*** Information provided Section Begins ***

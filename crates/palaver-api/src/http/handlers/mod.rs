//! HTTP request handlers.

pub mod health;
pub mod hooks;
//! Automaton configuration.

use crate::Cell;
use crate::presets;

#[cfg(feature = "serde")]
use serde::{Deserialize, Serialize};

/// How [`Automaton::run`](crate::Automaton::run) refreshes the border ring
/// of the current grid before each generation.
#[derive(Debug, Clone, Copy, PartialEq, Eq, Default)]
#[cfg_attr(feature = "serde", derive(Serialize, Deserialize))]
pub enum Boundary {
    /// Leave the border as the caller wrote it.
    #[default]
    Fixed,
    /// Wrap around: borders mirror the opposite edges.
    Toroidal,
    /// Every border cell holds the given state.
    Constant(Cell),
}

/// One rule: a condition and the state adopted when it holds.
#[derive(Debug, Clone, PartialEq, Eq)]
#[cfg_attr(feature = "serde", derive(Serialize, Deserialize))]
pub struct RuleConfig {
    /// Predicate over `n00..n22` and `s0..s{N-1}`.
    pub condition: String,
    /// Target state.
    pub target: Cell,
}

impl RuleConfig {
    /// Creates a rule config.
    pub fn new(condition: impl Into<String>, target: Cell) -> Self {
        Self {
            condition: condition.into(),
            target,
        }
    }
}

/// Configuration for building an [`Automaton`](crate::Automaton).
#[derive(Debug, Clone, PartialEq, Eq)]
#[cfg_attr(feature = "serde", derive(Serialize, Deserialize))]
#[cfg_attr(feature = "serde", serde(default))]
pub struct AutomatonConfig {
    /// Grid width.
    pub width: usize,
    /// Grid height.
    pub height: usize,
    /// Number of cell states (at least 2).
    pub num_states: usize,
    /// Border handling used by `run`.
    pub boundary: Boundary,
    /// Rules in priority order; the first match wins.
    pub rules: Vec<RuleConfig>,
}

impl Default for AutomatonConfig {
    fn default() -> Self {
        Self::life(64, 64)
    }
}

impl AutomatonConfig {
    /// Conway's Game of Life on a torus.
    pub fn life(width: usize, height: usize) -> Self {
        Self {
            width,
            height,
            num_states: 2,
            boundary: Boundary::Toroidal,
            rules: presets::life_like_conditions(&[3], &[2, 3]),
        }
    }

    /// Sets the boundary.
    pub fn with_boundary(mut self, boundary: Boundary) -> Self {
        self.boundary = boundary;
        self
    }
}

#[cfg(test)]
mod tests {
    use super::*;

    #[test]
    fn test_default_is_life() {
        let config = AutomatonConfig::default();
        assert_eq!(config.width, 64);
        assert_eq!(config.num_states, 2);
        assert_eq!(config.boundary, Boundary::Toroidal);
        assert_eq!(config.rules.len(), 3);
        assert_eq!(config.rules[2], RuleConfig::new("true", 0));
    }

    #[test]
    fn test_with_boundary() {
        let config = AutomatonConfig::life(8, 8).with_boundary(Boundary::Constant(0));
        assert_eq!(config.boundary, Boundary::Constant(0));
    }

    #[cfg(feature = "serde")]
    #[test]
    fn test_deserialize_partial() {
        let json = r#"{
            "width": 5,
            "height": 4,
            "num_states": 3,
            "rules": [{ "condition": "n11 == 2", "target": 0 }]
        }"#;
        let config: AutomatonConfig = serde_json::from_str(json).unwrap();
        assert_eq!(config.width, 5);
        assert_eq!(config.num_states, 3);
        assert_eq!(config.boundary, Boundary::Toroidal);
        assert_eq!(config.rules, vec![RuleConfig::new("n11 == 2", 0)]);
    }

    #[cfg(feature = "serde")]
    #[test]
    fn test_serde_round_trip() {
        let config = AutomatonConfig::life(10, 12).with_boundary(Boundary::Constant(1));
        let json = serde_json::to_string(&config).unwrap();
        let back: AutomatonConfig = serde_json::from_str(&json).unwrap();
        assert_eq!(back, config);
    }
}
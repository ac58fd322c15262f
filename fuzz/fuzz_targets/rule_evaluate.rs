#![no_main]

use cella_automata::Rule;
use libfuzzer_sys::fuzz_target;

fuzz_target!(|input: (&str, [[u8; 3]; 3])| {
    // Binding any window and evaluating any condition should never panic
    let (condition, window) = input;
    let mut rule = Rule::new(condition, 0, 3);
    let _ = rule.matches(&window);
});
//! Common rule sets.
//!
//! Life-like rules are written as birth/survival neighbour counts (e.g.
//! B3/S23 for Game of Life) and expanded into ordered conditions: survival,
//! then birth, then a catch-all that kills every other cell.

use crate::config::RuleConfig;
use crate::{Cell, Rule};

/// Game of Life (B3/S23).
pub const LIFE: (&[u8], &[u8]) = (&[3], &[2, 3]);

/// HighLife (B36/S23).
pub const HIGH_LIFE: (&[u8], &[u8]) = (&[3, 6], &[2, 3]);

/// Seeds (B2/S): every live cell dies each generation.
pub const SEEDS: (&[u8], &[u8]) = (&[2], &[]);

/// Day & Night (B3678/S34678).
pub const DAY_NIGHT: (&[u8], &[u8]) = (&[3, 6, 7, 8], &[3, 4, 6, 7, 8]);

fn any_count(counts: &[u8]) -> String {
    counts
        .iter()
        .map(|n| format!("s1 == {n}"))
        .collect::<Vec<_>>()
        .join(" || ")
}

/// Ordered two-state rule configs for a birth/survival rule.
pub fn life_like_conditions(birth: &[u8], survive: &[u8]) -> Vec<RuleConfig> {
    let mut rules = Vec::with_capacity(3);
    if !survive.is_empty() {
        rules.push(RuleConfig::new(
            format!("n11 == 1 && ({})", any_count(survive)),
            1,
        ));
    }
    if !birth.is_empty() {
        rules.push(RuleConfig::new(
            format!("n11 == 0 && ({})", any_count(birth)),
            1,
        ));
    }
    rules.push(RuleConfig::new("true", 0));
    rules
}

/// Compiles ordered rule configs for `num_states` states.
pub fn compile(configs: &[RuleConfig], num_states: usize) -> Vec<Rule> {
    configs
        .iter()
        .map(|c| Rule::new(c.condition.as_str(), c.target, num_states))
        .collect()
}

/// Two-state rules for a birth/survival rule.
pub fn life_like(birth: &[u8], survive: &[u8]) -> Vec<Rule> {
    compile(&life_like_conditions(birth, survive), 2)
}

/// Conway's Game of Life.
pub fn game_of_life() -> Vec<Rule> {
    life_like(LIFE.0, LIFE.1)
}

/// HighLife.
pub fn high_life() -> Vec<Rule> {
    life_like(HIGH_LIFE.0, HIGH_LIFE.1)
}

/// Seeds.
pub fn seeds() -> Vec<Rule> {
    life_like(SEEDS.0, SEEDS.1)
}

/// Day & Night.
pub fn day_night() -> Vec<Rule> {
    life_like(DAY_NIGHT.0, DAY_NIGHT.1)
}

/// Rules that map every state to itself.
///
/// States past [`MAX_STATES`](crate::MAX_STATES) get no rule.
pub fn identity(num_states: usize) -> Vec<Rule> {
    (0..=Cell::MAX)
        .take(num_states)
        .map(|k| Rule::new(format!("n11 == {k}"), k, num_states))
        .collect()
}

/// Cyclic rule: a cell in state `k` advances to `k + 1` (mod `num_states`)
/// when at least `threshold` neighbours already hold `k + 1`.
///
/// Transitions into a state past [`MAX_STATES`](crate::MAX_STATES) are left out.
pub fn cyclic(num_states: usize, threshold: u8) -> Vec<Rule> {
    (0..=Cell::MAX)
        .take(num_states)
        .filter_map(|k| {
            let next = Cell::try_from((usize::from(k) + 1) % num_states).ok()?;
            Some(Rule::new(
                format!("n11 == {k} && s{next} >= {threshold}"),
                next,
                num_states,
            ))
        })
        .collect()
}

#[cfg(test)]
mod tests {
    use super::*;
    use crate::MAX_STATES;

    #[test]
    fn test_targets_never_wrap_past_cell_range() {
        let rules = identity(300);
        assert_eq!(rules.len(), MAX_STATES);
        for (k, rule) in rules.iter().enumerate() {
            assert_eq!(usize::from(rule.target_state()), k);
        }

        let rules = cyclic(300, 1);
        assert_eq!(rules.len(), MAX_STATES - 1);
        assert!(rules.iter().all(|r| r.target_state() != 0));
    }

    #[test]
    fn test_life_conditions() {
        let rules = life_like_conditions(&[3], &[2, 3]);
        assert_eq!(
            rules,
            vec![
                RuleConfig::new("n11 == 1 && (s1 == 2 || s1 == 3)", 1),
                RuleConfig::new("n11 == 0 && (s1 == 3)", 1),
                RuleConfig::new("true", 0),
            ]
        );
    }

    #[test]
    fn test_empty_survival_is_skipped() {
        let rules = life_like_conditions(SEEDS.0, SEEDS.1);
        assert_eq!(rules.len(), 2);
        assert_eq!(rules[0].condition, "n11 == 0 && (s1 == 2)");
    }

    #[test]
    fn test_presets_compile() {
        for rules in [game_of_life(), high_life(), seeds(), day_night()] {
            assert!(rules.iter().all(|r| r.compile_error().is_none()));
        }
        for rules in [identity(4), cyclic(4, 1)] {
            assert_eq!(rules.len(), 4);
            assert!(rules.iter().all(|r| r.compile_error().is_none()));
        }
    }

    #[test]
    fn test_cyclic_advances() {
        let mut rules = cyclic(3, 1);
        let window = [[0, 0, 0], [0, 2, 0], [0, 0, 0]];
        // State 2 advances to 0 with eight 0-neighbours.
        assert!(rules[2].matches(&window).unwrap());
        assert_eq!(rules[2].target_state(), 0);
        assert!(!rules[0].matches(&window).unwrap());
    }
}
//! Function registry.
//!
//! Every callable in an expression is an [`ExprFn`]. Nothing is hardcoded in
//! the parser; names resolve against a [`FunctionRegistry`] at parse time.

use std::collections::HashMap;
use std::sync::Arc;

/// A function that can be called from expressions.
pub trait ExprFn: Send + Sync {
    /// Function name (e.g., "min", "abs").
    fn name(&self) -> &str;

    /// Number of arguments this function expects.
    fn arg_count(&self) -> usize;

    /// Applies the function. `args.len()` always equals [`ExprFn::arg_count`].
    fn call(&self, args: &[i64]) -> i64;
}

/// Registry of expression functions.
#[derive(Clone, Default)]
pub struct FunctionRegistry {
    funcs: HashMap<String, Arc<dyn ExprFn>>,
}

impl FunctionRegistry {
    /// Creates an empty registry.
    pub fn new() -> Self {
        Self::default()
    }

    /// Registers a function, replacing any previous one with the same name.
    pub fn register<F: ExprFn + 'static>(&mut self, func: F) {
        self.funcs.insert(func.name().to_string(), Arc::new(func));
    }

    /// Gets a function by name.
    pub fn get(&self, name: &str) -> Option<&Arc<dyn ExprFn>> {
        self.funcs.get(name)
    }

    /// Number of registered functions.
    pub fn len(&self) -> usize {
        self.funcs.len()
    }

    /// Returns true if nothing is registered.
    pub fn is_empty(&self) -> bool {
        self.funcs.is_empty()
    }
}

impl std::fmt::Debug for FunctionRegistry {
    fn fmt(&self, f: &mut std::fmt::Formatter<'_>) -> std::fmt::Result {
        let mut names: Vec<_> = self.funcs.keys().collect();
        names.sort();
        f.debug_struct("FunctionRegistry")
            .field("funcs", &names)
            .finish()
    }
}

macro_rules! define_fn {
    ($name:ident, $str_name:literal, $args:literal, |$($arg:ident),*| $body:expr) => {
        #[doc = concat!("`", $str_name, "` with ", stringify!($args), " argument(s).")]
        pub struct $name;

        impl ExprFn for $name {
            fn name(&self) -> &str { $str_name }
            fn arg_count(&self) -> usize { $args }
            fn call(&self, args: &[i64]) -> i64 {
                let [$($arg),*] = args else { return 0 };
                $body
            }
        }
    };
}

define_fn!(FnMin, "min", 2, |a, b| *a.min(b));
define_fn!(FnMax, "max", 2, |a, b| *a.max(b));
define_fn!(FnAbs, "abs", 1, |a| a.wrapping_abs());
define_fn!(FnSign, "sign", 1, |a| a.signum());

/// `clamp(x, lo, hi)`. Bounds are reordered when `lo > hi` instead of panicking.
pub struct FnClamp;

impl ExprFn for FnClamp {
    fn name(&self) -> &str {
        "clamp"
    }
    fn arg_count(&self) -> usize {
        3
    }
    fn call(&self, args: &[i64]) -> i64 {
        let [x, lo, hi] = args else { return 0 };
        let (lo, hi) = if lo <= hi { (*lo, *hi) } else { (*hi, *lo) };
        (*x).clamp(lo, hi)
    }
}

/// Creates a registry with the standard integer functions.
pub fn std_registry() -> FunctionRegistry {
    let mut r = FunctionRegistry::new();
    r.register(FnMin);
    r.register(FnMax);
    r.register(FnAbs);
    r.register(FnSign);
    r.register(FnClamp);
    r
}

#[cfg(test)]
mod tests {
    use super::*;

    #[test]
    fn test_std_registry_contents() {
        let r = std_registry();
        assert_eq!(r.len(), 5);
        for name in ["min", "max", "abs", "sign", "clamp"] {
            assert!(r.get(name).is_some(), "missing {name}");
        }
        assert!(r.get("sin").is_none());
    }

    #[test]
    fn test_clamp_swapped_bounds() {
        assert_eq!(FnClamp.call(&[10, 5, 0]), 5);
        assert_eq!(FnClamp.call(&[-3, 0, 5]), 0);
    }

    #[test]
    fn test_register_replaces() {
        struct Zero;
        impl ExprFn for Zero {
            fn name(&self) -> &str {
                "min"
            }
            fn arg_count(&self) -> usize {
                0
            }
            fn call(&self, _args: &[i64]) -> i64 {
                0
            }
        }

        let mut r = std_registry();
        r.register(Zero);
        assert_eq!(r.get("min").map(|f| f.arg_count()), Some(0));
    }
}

*** Information provided Section Ends ***

* Your goal *
In the entries above, find each line that has the word "FunctionRegistry". Copy it.

* Response *
//! the parser; names resolve against a [`FunctionRegistry`] at parse time.
pub struct FunctionRegistry {
impl FunctionRegistry {
impl std::fmt::Debug for FunctionRegistry {
        f.debug_struct("FunctionRegistry")
pub fn std_registry() -> FunctionRegistry {
    let mut r = FunctionRegistry::new();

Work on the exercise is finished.